[Aim of the exercise]:
Only one stretch of the data is wanted: the line containing "assert_eq!(written[3].merchant_cat_code, 2);", the line containing "assert_eq!(reread[0].timestamp, transactions[0].timestamp);", and every line between them, copied exactly.

[Entries shown]:

//! Batch replay through history files on disk

use fraud_monitoring::features::CategoryEncoding;
use fraud_monitoring::runner::{read_transactions, write_featured, BatchRunner, FeaturedRow};
use std::sync::Arc;

const HISTORY: &str = "\
transaction_id,user_id,amount,timestamp,merchant_category,location,device_id,is_fraud
t3,1001,20.0,2024-01-01 09:00:00,Groceries,Berlin,10.0.0.2,0
t1,1000,50.0,2024-01-01 10:00:00,Groceries,Paris,10.0.0.1,0
t2,1000,3000.0,2024-01-01 11:00:00,Electronics,Paris,10.0.0.9,1
t4,1000,70.0,2024-01-02 10:00:00,Dining,Paris,10.0.0.1,
";

#[test]
fn test_history_round_trip() {
    let dir = tempfile::tempdir().unwrap();
    let input = dir.path().join("history.csv");
    let output = dir.path().join("featured.csv");
    std::fs::write(&input, HISTORY).unwrap();

    let transactions = read_transactions(&input).unwrap();
    assert_eq!(transactions.len(), 4);
    assert_eq!(transactions[3].is_fraud, None);

    let runner = BatchRunner::fit(&transactions);
    let rows = runner.run(transactions).unwrap();
    write_featured(&output, &rows).unwrap();

    let mut reader = csv::Reader::from_path(&output).unwrap();
    let header: Vec<String> = reader.headers().unwrap().iter().map(String::from).collect();
    assert!(header.ends_with(&[
        "hour_of_day".to_string(),
        "day_of_week".to_string(),
        "tx_count_24h".to_string(),
        "avg_spend_user".to_string(),
        "amount_deviation".to_string(),
        "merchant_cat_code".to_string(),
    ]));

    let written: Vec<FeaturedRow> = reader.deserialize().collect::<Result<_, _>>().unwrap();
    let ids: Vec<&str> = written.iter().map(|r| r.transaction_id.as_str()).collect();
    assert_eq!(ids, vec!["t1", "t2", "t4", "t3"]);

    let spike = &written[1];
    assert_eq!(spike.tx_count_24h, 2);
    assert_eq!(spike.avg_spend_user, 1525.0);
    assert_eq!(spike.is_fraud, Some(1));

    // t4 lands exactly 24h after t1, so t1 has left the window
    let next_day = &written[2];
    assert_eq!(next_day.tx_count_24h, 2);
    assert_eq!(next_day.avg_spend_user, 3120.0 / 3.0);
    assert_eq!(next_day.day_of_week, 1);

    // Dining, Electronics, Groceries
    assert_eq!(written[3].merchant_cat_code, 2);
    assert_eq!(spike.merchant_cat_code, 1);
}

#[test]
fn test_saved_encoding_reproduces_codes() {
    let dir = tempfile::tempdir().unwrap();
    let input = dir.path().join("history.csv");
    let table = dir.path().join("encoding.json");
    std::fs::write(&input, HISTORY).unwrap();

    let transactions = read_transactions(&input).unwrap();
    let fitted = BatchRunner::fit(&transactions);
    fitted.encoding().save(&table).unwrap();
    let expected = fitted.run(transactions.clone()).unwrap();

    let reloaded = BatchRunner::new(Arc::new(CategoryEncoding::load(&table).unwrap()));
    assert_eq!(reloaded.encoding().version(), fitted.encoding().version());
    assert_eq!(reloaded.run(transactions).unwrap(), expected);
}

#[test]
fn test_sub_second_timestamps_are_written_unchanged() {
    let dir = tempfile::tempdir().unwrap();
    let input = dir.path().join("history.csv");
    let output = dir.path().join("featured.csv");
    std::fs::write(
        &input,
        "transaction_id,user_id,amount,timestamp,merchant_category,location,device_id\n\
         t1,1,5.0,2024-01-01T10:00:00.750+02:00,Dining,Paris,10.0.0.1\n\
         t2,1,7.0,2024-01-01 08:00:01.250,Dining,Paris,10.0.0.1\n",
    )
    .unwrap();

    let transactions = read_transactions(&input).unwrap();
    let rows = BatchRunner::fit(&transactions).run(transactions.clone()).unwrap();
    write_featured(&output, &rows).unwrap();

    let written = std::fs::read_to_string(&output).unwrap();
    assert!(written.contains("t1,1,5.0,2024-01-01 08:00:00.750,"));
    assert!(written.contains("t2,1,7.0,2024-01-01 08:00:01.250,"));

    let reread: Vec<FeaturedRow> = csv::Reader::from_path(&output)
        .unwrap()
        .deserialize()
        .collect::<Result<_, _>>()
        .unwrap();
    assert_eq!(reread[0].timestamp, transactions[0].timestamp);
    assert_eq!(reread[1].timestamp, transactions[1].timestamp);
}

#[test]
fn test_malformed_row_reports_line() {
    let dir = tempfile::tempdir().unwrap();
    let input = dir.path().join("history.csv");
    std::fs::write(
        &input,
        "transaction_id,user_id,amount,timestamp,merchant_category,location,device_id\n\
         t1,1000,50.0,2024-01-01 10:00:00,Groceries,Paris,10.0.0.1\n\
         t2,1000,lots,2024-01-01 11:00:00,Groceries,Paris,10.0.0.1\n",
    )
    .unwrap();

    let err = read_transactions(&input).unwrap_err();
    assert!(format!("{err:#}").contains("line 3"));
}
//! Model artifact and ONNX model loading

use crate::features::encoding::CategoryEncoding;
use crate::features::layout::{layout_hash, validate_feature_names, FEATURE_VERSION};
use anyhow::{Context, Result};
use ort::session::{builder::GraphOptimizationLevel, Session};
use serde::{Deserialize, Serialize};
use std::path::{Path, PathBuf};
use tracing::info;

/// Manifest file expected at the root of an artifact directory
pub const MANIFEST_FILE: &str = "manifest.json";

/// Describes a trained model and the inputs it was fit against
#[derive(Debug, Clone, Serialize, Deserialize)]
pub struct ArtifactManifest {
    /// Model generation identifier
    pub model_version: String,
    /// ONNX file, relative to the artifact directory
    pub model_file: String,
    /// Feature names in training column order
    pub feature_names: Vec<String>,
    /// Category encoding table, relative to the artifact directory
    pub encoding_file: String,
}

/// Everything the scorer needs from one model generation
#[derive(Debug, Clone)]
pub struct ModelArtifact {
    pub manifest: ArtifactManifest,
    pub encoding: CategoryEncoding,
    pub model_path: PathBuf,
}

impl ModelArtifact {
    /// Load and validate an artifact directory.
    ///
    /// Fails if the manifest's feature order differs from the feature layout,
    /// if the encoding table cannot be read, or if the model file is missing.
    pub fn load<P: AsRef<Path>>(dir: P) -> Result<Self> {
        let dir = dir.as_ref();
        let manifest_path = dir.join(MANIFEST_FILE);
        let raw = std::fs::read_to_string(&manifest_path)
            .with_context(|| format!("Failed to read {}", manifest_path.display()))?;
        let manifest: ArtifactManifest = serde_json::from_str(&raw)
            .with_context(|| format!("Failed to parse {}", manifest_path.display()))?;

        validate_feature_names(&manifest.feature_names).with_context(|| {
            format!(
                "Model {} was trained on a different feature order",
                manifest.model_version
            )
        })?;

        let encoding = CategoryEncoding::load(dir.join(&manifest.encoding_file))?;

        let model_path = dir.join(&manifest.model_file);
        if !model_path.exists() {
            anyhow::bail!("Model file not found: {}", model_path.display());
        }

        info!(
            model_version = %manifest.model_version,
            feature_version = FEATURE_VERSION,
            layout_hash = format!("{:08x}", layout_hash()),
            encoding_version = %encoding.version(),
            "Model artifact validated"
        );

        Ok(Self {
            manifest,
            encoding,
            model_path,
        })
    }
}

/// Loaded ONNX model with metadata
pub struct LoadedModel {
    /// Model name
    pub name: String,
    /// ONNX Runtime session
    pub session: Session,
    /// Input name for the model
    pub input_name: String,
    /// Output name for probabilities
    pub output_name: String,
}

/// Loader for ONNX models
pub struct ModelLoader {
    /// Number of threads for ONNX inference
    onnx_threads: usize,
}

impl ModelLoader {
    /// Create a new model loader with specified number of threads
    pub fn with_threads(onnx_threads: usize) -> Result<Self> {
        ort::init().commit()?;
        info!(onnx_threads = onnx_threads, "ONNX Runtime initialized");
        Ok(Self { onnx_threads })
    }

    /// Load a single ONNX model from file
    pub fn load_model<P: AsRef<Path>>(&self, path: P, name: &str) -> Result<LoadedModel> {
        let path = path.as_ref();

        info!(model = %name, path = %path.display(), threads = self.onnx_threads, "Loading ONNX model");

        let session = Session::builder()?
            .with_optimization_level(GraphOptimizationLevel::Level3)?
            .with_intra_threads(self.onnx_threads)?
            .commit_from_file(path)
            .with_context(|| format!("Failed to load model from {}", path.display()))?;

        let input_name = session
            .inputs
            .first()
            .map(|i| i.name.clone())
            .unwrap_or_else(|| "float_input".to_string());

        // Prefer the probability output over the label output
        let output_name = session
            .outputs
            .iter()
            .find(|o| o.name.contains("prob"))
            .or_else(|| session.outputs.last())
            .map(|o| o.name.clone())
            .unwrap_or_else(|| "probabilities".to_string());

        info!(
            model = %name,
            input = %input_name,
            output = %output_name,
            "Model loaded successfully"
        );

        Ok(LoadedModel {
            name: name.to_string(),
            session,
            input_name,
            output_name,
        })
    }
}

#[cfg(test)]
mod tests {
    use super::*;
    use crate::features::layout::FEATURE_LAYOUT;

    fn write_artifact(dir: &Path, feature_names: Vec<String>, with_model: bool) {
        let manifest = ArtifactManifest {
            model_version: "test-1".to_string(),
            model_file: "fraud_model.onnx".to_string(),
            feature_names,
            encoding_file: "merchant_categories.json".to_string(),
        };
        std::fs::write(
            dir.join(MANIFEST_FILE),
            serde_json::to_string(&manifest).unwrap(),
        )
        .unwrap();
        CategoryEncoding::fit(["Dining", "Travel"].iter().copied())
            .save(dir.join("merchant_categories.json"))
            .unwrap();
        if with_model {
            std::fs::write(dir.join("fraud_model.onnx"), b"onnx").unwrap();
        }
    }

    fn layout_names() -> Vec<String> {
        FEATURE_LAYOUT.iter().map(|s| s.to_string()).collect()
    }

    #[test]
    fn test_valid_artifact_loads() {
        let dir = tempfile::tempdir().unwrap();
        write_artifact(dir.path(), layout_names(), true);

        let artifact = ModelArtifact::load(dir.path()).unwrap();
        assert_eq!(artifact.manifest.model_version, "test-1");
        assert_eq!(artifact.encoding.code("Travel"), 1);
        assert!(artifact.model_path.ends_with("fraud_model.onnx"));
    }

    #[test]
    fn test_reordered_features_fail_fast() {
        let dir = tempfile::tempdir().unwrap();
        let mut names = layout_names();
        names.swap(0, 1);
        write_artifact(dir.path(), names, true);

        let err = ModelArtifact::load(dir.path()).unwrap_err();
        assert!(format!("{err:#}").contains("different feature order"));
    }

    #[test]
    fn test_missing_model_file_fails() {
        let dir = tempfile::tempdir().unwrap();
        write_artifact(dir.path(), layout_names(), false);
        assert!(ModelArtifact::load(dir.path()).is_err());
    }

    #[test]
    fn test_missing_manifest_fails() {
        let dir = tempfile::tempdir().unwrap();
        assert!(ModelArtifact::load(dir.path()).is_err());
    }
}
//! Model artifact loading and classifier inference

pub mod inference;
pub mod loader;

pub use inference::{Classifier, OnnxClassifier};
pub use loader::{ArtifactManifest, ModelArtifact, ModelLoader};
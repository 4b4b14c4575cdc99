//! Behavioral feature engine

pub mod builder;
pub mod encoding;
pub mod layout;
pub mod table;
pub mod window;

pub use builder::{FeatureBuilder, FeatureVector, DEVIATION_EPSILON};
pub use encoding::{CategoryEncoding, UNKNOWN_CATEGORY_CODE};
pub use layout::{FEATURE_COUNT, FEATURE_LAYOUT, FEATURE_VERSION};
pub use table::WindowTable;
pub use window::{UserState, WindowSnapshot, WindowedAggregator};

[Expected answer]:
    assert_eq!(written[3].merchant_cat_code, 2);
    assert_eq!(spike.merchant_cat_code, 1);
}

#[test]
fn test_saved_encoding_reproduces_codes() {
    let dir = tempfile::tempdir().unwrap();
    let input = dir.path().join("history.csv");
    let table = dir.path().join("encoding.json");
    std::fs::write(&input, HISTORY).unwrap();

    let transactions = read_transactions(&input).unwrap();
    let fitted = BatchRunner::fit(&transactions);
    fitted.encoding().save(&table).unwrap();
    let expected = fitted.run(transactions.clone()).unwrap();

    let reloaded = BatchRunner::new(Arc::new(CategoryEncoding::load(&table).unwrap()));
    assert_eq!(reloaded.encoding().version(), fitted.encoding().version());
    assert_eq!(reloaded.run(transactions).unwrap(), expected);
}

#[test]
fn test_sub_second_timestamps_are_written_unchanged() {
    let dir = tempfile::tempdir().unwrap();
    let input = dir.path().join("history.csv");
    let output = dir.path().join("featured.csv");
    std::fs::write(
        &input,
        "transaction_id,user_id,amount,timestamp,merchant_category,location,device_id\n\
         t1,1,5.0,2024-01-01T10:00:00.750+02:00,Dining,Paris,10.0.0.1\n\
         t2,1,7.0,2024-01-01 08:00:01.250,Dining,Paris,10.0.0.1\n",
    )
    .unwrap();

    let transactions = read_transactions(&input).unwrap();
    let rows = BatchRunner::fit(&transactions).run(transactions.clone()).unwrap();
    write_featured(&output, &rows).unwrap();

    let written = std::fs::read_to_string(&output).unwrap();
    assert!(written.contains("t1,1,5.0,2024-01-01 08:00:00.750,"));
    assert!(written.contains("t2,1,7.0,2024-01-01 08:00:01.250,"));

    let reread: Vec<FeaturedRow> = csv::Reader::from_path(&output)
        .unwrap()
        .deserialize()
        .collect::<Result<_, _>>()
        .unwrap();
    assert_eq!(reread[0].timestamp, transactions[0].timestamp);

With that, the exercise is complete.